Así como la parábola del hijo pródigo siempre me ha parecido una intolerable apología del agravio comparativo —¿qué es eso de premiar al cabroncete y hacer luz de gas al que se comporta correctamente?—, me encanta el pasaje de las Escrituras que cuenta cómo Jesús expulsó a los mercaderes del templo a latigazo limpio. Por una vez, ese personaje que los evangelistas nos pintaban como un happymaryflower con sangre de horchata, venga tragar y perdonar todo el rato, saca el genio y pone en su sitio a los jetas que habían ido a hacer caja al lugar donde estaban de más. Muy pero que muy de más. Exactamente igual que los contumaces recortadores de derechos que estos días han aprovechado que las calles estaban llenas de ciudadanos cabreados para mezclarse entre ellos y venderles su bálsamo rojo, que ni es bálsamo ni, por supuesto, rojo.
Tal vez les parezca un tanto traída por los pelos la comparación del templo de Jerusalén con las protestas contra el Marianazo, pero seguramente porque cabalgamos hacia el apocalipsis, últimamente no dejan de salirme metáforas y alegorías bíblicas. De hecho, al pensar en estos mismos pirómanos que empezaron el incendio social y ahora van por ahí con mangueras de atrezzo, me es inevitable acordarme de los fariseos o versionar el sermón de la montaña: que tu puño izquierdo no sepa con qué destreza agarran la guadaña las falanges de tu mano derecha.
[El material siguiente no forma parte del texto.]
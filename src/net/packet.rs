//! 数据包

use super::id::NodeId;
use crate::sim::SimTime;

/// 逐跳路由的数据包：下一跳在每个节点处选择，不随包携带。
#[derive(Debug, Clone)]
pub struct Packet {
    pub id: u64,
    pub flow_id: u64,
    pub size_bytes: u32,
    pub src: NodeId,
    pub dst: NodeId,
    /// 已经过的链路数
    pub hops_taken: u32,
    /// 源端注入的时间
    pub sent_at: SimTime,
}

impl Packet {
    pub fn new(id: u64, flow_id: u64, size_bytes: u32, src: NodeId, dst: NodeId) -> Self {
        Self {
            id,
            flow_id,
            size_bytes,
            src,
            dst,
            hops_taken: 0,
            sent_at: SimTime::ZERO,
        }
    }

    /// 经过一条链路
    pub fn advance(mut self) -> Self {
        self.hops_taken = self.hops_taken.saturating_add(1);
        self
    }
}
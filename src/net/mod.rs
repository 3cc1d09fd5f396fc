//! 网络模型
//!
//! 节点、链路、数据包，以及位于仿真器和 DRILL 决策引擎之间的转发层。

mod balancer;
mod deliver_packet;
mod id;
mod link;
mod link_ready;
mod net_world;
mod network;
mod node;
mod packet;
mod routing;
mod stats;

pub use balancer::{Forwarder, LoadBalancer};
pub use deliver_packet::DeliverPacket;
pub use id::{LinkId, NodeId};
pub use link::Link;
pub use link_ready::LinkReady;
pub use net_world::NetWorld;
pub use network::Network;
pub use node::{Host, Node, Switch};
pub use packet::Packet;
pub use routing::RoutingTable;
pub use stats::Stats;
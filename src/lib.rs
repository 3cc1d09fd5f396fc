pub mod drill;
pub mod net;
pub mod queue;
pub mod scenario;
pub mod sim;
pub mod topo;
pub mod traffic;

#[cfg(test)]
mod test;
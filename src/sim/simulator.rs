//! 事件循环

use super::event::Event;
use super::scheduled_event::ScheduledEvent;
use super::time::SimTime;
use super::world::World;
use std::collections::BinaryHeap;
use tracing::{debug, info, trace};

/// 事件驱动仿真器：维护时钟与待执行事件堆。
#[derive(Default)]
pub struct Simulator {
    now: SimTime,
    next_seq: u64,
    executed: u64,
    q: BinaryHeap<ScheduledEvent>,
}

impl Simulator {
    pub fn now(&self) -> SimTime {
        self.now
    }

    /// 堆中尚未执行的事件数
    pub fn pending(&self) -> usize {
        self.q.len()
    }

    /// 已执行的事件数
    pub fn executed(&self) -> u64 {
        self.executed
    }

    /// 调度 `ev` 在 `at` 执行；同一时刻的事件按调度顺序执行。
    pub fn schedule<E: Event>(&mut self, at: SimTime, ev: E) {
        let seq = self.next_seq;
        self.next_seq = self.next_seq.wrapping_add(1);
        trace!(
            now = ?self.now,
            at = ?at,
            seq,
            event_type = std::any::type_name::<E>(),
            "schedule"
        );
        self.q.push(ScheduledEvent {
            at,
            seq,
            ev: Box::new(ev),
        });
    }

    /// 执行所有时间 `<= until` 的事件，然后把时钟推进到 `until`。
    #[tracing::instrument(skip(self, world))]
    pub fn run_until(&mut self, until: SimTime, world: &mut dyn World) {
        info!(now = ?self.now, pending = self.q.len(), "run until");
        while let Some(top) = self.q.peek() {
            if top.at > until {
                break;
            }
            let Some(item) = self.q.pop() else { break };
            self.step(item, world);
        }
        self.now = self.now.max(until);
        info!(now = ?self.now, executed = self.executed, pending = self.q.len(), "stopped");
    }

    /// 运行直到事件队列为空。
    #[tracing::instrument(skip(self, world))]
    pub fn run(&mut self, world: &mut dyn World) {
        info!(now = ?self.now, pending = self.q.len(), "run");
        while let Some(item) = self.q.pop() {
            self.step(item, world);
        }
        info!(now = ?self.now, executed = self.executed, "event queue drained");
    }

    fn step(&mut self, item: ScheduledEvent, world: &mut dyn World) {
        self.now = item.at;
        self.executed += 1;
        debug!(now = ?self.now, seq = item.seq, remaining = self.q.len(), "execute");
        item.ev.execute(self, world);
        world.on_tick(self);
    }
}
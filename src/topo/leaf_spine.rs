//! 两层 leaf-spine 拓扑
//!
//! 每个 leaf 连接所有 spine，主机挂在 leaf 下。跨 leaf 的流量每个 spine
//! 一条等价路径，所以真正需要负载均衡决策的是 leaf。

use serde::{Deserialize, Serialize};

use crate::net::{NetWorld, NodeId};
use crate::queue::DEFAULT_QUEUE_PKTS;
use crate::sim::SimTime;

#[derive(Debug, Clone, Serialize, Deserialize)]
#[serde(default)]
pub struct LeafSpineOpts {
    pub leaves: usize,
    pub spines: usize,
    pub hosts_per_leaf: usize,
    pub link_bps: u64,
    pub link_latency_us: u64,
    /// 每条链路的出口队列容量（包数）
    pub queue_pkts: usize,
}

impl Default for LeafSpineOpts {
    fn default() -> Self {
        Self {
            leaves: 4,
            spines: 2,
            hosts_per_leaf: 1,
            link_bps: 100_000_000,
            link_latency_us: 10,
            queue_pkts: DEFAULT_QUEUE_PKTS,
        }
    }
}

#[derive(Debug, Clone)]
pub struct LeafSpineTopology {
    pub hosts_per_leaf: usize,
    pub leaves: Vec<NodeId>,
    pub spines: Vec<NodeId>,
    /// 按 leaf 排列：先是 leaf 0 的主机
    pub hosts: Vec<NodeId>,
}

impl LeafSpineTopology {
    pub fn host(&self, leaf: usize, index: usize) -> NodeId {
        self.hosts[leaf * self.hosts_per_leaf + index]
    }

    /// 主机所挂的 leaf 下标
    pub fn leaf_of(&self, host: NodeId) -> Option<usize> {
        let pos = self.hosts.iter().position(|&h| h == host)?;
        Some(pos / self.hosts_per_leaf.max(1))
    }
}

/// 在 `world` 中构建拓扑。交换机使用网络当前的负载均衡策略，
/// 因此要么先安装策略，要么之后再调用
/// [`Network::set_load_balancer`](crate::net::Network::set_load_balancer)。
pub fn build_leaf_spine(world: &mut NetWorld, opts: &LeafSpineOpts) -> LeafSpineTopology {
    let net = &mut world.net;
    net.set_queue_capacity_pkts(opts.queue_pkts);
    let latency = SimTime::from_micros(opts.link_latency_us);
    let bps = opts.link_bps;

    let spines: Vec<NodeId> = (0..opts.spines)
        .map(|j| net.add_switch(format!("spine{j}")))
        .collect();

    let mut leaves = Vec::with_capacity(opts.leaves);
    let mut hosts = Vec::with_capacity(opts.leaves * opts.hosts_per_leaf);
    for i in 0..opts.leaves {
        let leaf = net.add_switch(format!("leaf{i}"));
        for &spine in &spines {
            net.connect(leaf, spine, latency, bps);
            net.connect(spine, leaf, latency, bps);
        }
        for h in 0..opts.hosts_per_leaf {
            let host = net.add_host(format!("h{i}_{h}"));
            net.connect(host, leaf, latency, bps);
            net.connect(leaf, host, latency, bps);
            hosts.push(host);
        }
        leaves.push(leaf);
    }

    LeafSpineTopology {
        hosts_per_leaf: opts.hosts_per_leaf,
        leaves,
        spines,
        hosts,
    }
}
mod drill_engine;
mod leaf_spine;
mod sim_time;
Habrá quien opine que cuanto más bulto se haga, mejor y que pelillos a la mar con lo que se hizo o se dejó de hacer ayer y anteayer. Me valdría, y aquí volvemos a los terrenos religiosos, si hubiera mediado un acto de contrición sentido y sincero. Verdes las han segado. No espere nadie que estos manifestantes de conveniencia muestren el menor arrepentimiento por los irreparables destrozos causados. Volverían a provocarlos mañana mismo sin que les temblara el pulso. Hace falta un látigo, siquiera imaginario.